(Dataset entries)
====================

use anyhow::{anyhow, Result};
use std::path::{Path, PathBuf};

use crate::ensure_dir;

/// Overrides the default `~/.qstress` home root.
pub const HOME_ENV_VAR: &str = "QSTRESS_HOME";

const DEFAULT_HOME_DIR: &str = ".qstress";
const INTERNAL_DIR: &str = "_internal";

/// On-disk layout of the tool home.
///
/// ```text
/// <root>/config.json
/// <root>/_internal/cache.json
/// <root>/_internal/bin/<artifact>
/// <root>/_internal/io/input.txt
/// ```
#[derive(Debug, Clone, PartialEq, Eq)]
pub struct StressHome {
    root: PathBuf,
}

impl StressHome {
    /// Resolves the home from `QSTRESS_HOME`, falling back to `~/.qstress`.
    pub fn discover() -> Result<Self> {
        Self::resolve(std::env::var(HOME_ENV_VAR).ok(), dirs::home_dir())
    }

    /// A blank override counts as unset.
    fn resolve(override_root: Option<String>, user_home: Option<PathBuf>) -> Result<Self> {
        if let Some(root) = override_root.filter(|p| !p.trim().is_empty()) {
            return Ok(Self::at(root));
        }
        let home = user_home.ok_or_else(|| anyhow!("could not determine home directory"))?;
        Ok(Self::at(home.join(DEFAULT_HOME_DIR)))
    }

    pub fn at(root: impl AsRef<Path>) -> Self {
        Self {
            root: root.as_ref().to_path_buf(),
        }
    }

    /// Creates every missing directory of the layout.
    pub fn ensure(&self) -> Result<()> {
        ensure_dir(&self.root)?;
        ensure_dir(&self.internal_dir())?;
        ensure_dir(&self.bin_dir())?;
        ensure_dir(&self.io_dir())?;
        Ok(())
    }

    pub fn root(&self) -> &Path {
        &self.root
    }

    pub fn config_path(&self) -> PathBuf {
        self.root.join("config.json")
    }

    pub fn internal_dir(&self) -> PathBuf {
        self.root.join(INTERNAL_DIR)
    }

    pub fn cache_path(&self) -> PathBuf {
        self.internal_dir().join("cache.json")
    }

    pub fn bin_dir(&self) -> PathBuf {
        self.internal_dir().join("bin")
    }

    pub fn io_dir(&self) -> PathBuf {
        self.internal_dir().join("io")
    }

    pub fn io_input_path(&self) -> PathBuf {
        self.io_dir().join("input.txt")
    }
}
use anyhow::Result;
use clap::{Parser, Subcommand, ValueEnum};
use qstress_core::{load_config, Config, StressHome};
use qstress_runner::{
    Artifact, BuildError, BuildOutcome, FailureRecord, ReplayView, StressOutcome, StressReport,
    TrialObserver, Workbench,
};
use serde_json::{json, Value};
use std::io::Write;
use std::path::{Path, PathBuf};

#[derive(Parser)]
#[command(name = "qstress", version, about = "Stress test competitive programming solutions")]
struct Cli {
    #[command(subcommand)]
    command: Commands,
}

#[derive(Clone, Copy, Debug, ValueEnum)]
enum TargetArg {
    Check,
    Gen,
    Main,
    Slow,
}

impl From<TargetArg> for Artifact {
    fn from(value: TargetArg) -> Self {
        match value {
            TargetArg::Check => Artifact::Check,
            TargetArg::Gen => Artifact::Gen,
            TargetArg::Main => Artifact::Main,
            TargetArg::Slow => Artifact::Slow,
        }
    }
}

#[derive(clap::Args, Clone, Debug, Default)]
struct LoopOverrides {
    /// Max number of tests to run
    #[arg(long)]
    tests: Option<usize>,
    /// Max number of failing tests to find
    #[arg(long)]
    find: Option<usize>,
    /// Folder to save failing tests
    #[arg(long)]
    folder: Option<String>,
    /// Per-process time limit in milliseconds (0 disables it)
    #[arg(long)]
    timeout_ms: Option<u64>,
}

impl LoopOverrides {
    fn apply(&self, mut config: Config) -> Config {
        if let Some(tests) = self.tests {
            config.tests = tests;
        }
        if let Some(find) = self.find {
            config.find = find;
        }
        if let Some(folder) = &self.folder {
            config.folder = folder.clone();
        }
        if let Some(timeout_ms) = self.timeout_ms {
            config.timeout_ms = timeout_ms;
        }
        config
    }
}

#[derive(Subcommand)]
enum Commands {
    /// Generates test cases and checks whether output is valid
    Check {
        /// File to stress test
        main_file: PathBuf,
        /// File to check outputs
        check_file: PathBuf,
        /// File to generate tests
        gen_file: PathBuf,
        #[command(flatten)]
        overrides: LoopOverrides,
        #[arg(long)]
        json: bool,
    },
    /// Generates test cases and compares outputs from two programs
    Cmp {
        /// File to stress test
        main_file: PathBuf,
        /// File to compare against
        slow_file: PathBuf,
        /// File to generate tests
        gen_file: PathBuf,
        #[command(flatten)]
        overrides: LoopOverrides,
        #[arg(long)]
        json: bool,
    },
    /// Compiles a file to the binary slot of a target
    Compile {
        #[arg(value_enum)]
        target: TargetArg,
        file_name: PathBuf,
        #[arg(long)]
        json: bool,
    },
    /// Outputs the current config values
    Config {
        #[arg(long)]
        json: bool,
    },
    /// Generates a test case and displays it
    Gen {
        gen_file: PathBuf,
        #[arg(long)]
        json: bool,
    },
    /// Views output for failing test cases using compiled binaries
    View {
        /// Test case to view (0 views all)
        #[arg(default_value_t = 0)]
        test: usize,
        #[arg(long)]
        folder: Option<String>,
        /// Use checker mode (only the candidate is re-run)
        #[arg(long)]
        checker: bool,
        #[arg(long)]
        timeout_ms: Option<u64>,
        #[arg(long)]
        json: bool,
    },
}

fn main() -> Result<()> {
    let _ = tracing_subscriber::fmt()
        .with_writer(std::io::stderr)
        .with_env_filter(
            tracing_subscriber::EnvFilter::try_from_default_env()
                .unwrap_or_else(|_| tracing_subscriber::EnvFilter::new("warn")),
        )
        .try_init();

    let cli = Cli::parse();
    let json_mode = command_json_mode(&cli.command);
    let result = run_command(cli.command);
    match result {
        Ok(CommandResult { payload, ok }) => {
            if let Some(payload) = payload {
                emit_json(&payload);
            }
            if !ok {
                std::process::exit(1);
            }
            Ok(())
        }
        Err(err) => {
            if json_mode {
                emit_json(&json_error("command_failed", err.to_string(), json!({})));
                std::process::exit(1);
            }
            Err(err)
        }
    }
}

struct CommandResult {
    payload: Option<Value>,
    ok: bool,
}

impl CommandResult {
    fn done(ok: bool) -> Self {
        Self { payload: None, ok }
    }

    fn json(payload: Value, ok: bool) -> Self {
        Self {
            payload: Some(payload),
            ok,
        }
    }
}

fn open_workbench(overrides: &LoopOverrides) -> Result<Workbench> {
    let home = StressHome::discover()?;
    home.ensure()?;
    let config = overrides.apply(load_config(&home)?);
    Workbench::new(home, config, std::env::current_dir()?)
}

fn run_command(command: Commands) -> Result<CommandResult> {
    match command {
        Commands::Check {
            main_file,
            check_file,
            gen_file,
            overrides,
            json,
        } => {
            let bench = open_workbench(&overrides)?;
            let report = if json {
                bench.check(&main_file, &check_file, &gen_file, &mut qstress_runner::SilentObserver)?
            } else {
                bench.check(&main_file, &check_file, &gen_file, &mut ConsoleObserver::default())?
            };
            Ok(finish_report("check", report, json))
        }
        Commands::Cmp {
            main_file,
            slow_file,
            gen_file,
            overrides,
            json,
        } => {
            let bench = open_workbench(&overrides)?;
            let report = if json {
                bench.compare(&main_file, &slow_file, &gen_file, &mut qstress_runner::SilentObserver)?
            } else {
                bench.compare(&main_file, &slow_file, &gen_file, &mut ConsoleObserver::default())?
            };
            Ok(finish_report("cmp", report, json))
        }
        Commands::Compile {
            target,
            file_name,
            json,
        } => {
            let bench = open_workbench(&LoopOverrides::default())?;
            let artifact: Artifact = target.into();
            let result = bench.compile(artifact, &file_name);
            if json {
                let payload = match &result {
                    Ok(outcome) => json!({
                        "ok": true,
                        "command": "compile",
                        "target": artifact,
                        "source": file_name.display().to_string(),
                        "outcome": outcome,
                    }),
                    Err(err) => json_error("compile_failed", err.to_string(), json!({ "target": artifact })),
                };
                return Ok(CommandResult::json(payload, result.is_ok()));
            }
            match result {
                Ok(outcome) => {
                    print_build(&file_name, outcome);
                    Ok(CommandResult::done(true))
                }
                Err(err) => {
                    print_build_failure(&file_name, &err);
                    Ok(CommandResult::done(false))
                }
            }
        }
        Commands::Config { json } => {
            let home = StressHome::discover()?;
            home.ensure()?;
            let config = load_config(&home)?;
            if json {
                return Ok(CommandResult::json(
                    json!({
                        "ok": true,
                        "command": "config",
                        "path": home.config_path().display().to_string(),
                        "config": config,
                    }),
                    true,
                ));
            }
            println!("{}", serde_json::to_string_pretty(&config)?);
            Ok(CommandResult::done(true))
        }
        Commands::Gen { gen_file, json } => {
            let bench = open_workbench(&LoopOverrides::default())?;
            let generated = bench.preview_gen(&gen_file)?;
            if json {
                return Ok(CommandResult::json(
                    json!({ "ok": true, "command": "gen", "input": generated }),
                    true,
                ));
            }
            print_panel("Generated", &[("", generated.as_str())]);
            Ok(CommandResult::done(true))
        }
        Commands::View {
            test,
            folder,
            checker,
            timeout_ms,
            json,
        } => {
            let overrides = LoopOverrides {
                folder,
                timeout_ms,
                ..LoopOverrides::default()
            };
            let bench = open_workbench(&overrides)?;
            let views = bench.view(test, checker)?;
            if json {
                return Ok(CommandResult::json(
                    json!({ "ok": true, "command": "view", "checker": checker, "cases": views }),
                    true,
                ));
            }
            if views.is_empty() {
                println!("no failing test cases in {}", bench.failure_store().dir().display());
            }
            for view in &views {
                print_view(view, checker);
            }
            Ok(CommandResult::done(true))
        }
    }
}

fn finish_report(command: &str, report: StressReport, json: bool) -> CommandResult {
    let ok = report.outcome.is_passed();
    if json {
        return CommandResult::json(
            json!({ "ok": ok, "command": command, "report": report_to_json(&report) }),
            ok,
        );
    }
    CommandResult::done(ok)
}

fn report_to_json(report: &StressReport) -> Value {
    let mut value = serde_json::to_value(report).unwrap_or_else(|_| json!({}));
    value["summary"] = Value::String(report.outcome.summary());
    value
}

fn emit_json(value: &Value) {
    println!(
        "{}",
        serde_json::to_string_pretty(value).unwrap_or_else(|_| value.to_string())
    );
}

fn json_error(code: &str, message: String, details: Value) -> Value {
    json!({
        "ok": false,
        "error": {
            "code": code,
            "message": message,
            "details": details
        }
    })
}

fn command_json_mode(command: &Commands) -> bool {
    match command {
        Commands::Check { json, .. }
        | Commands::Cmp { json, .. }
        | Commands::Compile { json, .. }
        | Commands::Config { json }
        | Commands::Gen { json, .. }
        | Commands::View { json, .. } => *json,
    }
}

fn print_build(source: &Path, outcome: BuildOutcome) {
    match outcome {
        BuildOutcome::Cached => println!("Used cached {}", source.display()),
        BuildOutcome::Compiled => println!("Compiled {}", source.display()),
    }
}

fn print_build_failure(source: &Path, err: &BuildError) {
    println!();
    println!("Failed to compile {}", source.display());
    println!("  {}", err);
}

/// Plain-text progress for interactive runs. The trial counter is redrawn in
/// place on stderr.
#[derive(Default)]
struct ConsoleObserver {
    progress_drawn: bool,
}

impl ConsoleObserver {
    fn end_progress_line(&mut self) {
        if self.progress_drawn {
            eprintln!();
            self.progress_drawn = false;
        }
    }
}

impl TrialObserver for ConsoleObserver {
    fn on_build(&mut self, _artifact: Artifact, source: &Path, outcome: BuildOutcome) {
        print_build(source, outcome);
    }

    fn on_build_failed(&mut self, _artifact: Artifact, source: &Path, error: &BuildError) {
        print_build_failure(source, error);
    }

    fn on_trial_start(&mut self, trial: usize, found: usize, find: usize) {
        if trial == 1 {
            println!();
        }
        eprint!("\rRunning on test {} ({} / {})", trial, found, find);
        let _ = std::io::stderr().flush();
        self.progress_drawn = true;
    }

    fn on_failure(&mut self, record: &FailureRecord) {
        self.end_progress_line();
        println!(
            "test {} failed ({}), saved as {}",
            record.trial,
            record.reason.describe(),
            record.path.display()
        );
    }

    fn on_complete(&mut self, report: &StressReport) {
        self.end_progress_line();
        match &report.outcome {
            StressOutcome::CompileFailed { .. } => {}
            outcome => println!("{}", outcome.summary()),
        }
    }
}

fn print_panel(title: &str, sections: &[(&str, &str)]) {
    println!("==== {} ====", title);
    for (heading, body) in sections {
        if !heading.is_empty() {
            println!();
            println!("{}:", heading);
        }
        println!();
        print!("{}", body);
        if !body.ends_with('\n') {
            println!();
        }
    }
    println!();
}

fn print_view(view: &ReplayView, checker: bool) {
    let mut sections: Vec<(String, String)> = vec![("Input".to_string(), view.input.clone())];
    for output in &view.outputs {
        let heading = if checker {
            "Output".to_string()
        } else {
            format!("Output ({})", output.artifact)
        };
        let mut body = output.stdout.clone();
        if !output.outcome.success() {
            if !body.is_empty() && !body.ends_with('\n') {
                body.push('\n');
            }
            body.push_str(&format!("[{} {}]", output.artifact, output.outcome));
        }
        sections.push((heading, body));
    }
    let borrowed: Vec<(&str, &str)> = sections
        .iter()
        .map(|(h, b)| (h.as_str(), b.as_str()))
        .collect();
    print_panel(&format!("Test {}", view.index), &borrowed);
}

====================

Only a number is expected here: the count of lines in the records above that include the word "stderr".

3